_WHAT TO WORK ON_. Find the lines below that contain the string "filter". Copy each one.

_STORED DATA_.

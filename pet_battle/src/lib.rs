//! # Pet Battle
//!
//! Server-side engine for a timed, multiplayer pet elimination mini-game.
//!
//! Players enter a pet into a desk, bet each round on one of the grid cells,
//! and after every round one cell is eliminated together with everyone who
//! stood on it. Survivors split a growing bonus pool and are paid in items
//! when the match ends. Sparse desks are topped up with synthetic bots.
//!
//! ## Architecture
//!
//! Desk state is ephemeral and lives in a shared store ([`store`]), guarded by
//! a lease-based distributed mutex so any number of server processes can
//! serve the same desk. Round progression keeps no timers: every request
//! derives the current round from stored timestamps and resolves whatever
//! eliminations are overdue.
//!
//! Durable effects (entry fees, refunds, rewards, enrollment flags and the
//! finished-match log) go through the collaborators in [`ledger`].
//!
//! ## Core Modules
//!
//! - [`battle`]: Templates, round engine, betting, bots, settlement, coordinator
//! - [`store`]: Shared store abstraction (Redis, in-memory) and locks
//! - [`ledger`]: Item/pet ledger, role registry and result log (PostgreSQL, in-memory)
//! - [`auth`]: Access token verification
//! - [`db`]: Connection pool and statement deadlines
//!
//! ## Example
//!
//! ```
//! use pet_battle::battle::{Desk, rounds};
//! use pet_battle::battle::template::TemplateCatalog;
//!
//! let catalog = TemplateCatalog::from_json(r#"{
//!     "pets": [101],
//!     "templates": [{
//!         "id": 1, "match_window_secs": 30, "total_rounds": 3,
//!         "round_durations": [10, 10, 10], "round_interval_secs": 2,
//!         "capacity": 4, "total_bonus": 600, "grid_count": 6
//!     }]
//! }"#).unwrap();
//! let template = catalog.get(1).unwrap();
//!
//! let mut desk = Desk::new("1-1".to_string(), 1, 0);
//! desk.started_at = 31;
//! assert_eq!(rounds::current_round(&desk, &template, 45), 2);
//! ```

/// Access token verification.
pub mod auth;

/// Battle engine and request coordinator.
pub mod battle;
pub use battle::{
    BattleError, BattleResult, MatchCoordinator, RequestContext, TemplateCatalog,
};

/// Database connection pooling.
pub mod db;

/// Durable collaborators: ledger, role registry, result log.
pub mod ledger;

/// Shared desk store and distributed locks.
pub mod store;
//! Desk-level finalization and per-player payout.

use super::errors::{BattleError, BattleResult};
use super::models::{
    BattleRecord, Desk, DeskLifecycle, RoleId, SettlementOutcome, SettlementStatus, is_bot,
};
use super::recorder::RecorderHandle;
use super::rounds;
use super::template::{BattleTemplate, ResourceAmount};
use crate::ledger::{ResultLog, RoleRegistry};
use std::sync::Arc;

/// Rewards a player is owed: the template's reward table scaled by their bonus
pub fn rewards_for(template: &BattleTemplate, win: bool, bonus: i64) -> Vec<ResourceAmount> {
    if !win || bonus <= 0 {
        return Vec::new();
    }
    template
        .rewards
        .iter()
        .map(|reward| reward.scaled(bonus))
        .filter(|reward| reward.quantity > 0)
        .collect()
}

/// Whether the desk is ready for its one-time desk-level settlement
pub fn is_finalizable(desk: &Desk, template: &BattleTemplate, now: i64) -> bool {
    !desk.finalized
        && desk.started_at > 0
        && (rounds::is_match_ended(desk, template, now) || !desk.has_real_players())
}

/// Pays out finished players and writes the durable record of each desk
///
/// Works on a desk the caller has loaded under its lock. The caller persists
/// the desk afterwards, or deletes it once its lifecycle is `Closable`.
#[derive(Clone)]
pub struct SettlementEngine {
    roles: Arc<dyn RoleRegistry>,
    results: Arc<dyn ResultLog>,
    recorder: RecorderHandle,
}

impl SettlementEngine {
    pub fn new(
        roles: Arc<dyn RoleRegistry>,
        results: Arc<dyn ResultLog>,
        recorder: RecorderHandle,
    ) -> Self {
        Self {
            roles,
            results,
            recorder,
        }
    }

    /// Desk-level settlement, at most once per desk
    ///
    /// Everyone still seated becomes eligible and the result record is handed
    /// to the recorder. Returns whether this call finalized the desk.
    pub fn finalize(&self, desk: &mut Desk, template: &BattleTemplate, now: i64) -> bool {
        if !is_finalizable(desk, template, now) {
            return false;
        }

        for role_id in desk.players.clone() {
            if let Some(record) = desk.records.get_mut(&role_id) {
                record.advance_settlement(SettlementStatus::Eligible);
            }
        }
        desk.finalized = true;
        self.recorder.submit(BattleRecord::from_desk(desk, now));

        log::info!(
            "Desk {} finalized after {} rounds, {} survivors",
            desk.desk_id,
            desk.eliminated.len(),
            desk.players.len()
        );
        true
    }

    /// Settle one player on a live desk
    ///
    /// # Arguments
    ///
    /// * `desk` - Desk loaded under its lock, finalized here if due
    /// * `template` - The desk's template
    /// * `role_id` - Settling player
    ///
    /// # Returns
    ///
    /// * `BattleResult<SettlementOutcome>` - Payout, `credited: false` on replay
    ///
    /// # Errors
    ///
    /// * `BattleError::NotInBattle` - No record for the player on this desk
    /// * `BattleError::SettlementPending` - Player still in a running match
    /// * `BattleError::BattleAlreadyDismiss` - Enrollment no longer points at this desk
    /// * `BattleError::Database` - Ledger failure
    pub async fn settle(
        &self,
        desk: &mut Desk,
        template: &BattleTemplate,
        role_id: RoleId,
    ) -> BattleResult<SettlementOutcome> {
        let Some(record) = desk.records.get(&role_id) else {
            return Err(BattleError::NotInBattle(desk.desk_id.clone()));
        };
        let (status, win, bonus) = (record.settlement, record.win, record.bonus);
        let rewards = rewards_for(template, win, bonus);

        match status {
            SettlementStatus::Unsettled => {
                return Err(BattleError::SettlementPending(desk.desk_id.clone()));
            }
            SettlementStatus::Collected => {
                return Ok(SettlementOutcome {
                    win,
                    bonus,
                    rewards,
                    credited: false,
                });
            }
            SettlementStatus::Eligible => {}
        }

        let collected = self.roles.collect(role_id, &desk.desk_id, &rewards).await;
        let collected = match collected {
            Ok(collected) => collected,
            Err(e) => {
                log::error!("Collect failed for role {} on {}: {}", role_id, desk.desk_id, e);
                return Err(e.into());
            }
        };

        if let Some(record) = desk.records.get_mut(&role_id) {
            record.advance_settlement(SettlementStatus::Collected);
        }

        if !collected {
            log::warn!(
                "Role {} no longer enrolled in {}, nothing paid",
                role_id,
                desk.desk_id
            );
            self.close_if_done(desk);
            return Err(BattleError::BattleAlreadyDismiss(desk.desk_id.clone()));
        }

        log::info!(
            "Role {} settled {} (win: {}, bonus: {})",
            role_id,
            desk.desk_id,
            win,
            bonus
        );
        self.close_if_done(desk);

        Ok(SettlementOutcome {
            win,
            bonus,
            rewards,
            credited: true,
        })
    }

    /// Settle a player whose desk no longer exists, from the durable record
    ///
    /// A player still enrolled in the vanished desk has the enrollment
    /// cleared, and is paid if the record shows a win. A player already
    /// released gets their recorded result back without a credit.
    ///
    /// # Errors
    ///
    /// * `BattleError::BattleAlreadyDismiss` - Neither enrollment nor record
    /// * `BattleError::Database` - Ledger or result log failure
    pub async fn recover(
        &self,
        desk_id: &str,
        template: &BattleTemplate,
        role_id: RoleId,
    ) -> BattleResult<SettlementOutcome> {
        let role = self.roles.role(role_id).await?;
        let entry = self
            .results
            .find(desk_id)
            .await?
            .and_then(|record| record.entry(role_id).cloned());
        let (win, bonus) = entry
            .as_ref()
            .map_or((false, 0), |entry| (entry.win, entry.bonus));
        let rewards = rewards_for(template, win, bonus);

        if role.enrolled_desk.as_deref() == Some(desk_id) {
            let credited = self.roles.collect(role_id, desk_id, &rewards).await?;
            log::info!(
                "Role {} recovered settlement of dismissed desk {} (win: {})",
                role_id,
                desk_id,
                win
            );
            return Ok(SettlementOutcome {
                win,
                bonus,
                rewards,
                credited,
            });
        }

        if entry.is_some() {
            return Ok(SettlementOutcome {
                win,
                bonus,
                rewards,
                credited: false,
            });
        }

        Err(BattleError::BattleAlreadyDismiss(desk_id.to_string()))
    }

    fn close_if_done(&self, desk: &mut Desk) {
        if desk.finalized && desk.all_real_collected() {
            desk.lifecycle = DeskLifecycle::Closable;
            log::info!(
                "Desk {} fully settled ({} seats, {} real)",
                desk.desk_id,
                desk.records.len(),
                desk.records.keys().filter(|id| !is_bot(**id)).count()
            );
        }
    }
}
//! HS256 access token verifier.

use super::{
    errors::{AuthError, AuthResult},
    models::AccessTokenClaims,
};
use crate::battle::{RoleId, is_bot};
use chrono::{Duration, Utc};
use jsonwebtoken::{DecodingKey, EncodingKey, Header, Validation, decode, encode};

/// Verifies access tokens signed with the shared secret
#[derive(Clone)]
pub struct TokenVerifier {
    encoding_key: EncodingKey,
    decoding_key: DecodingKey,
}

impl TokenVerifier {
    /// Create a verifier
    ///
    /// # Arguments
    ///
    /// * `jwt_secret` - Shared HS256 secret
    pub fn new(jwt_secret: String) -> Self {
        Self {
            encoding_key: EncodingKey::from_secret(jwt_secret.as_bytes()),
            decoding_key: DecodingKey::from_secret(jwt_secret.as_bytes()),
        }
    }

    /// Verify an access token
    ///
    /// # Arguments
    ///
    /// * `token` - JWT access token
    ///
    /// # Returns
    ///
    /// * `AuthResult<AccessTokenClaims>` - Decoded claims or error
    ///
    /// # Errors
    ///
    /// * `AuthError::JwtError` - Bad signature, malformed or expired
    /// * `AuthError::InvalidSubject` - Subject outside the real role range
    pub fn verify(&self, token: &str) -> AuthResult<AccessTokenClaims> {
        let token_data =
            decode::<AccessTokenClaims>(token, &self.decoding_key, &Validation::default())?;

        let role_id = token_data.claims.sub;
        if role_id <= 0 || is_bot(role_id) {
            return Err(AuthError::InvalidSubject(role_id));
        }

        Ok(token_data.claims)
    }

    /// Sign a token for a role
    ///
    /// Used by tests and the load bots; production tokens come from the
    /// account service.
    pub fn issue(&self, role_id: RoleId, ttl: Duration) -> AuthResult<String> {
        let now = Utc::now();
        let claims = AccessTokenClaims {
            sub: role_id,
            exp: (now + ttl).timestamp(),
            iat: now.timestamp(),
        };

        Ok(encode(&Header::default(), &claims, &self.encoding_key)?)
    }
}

_TASK OUTPUT_.
        .filter(|reward| reward.quantity > 0)
                desk.records.keys().filter(|id| !is_bot(**id)).count()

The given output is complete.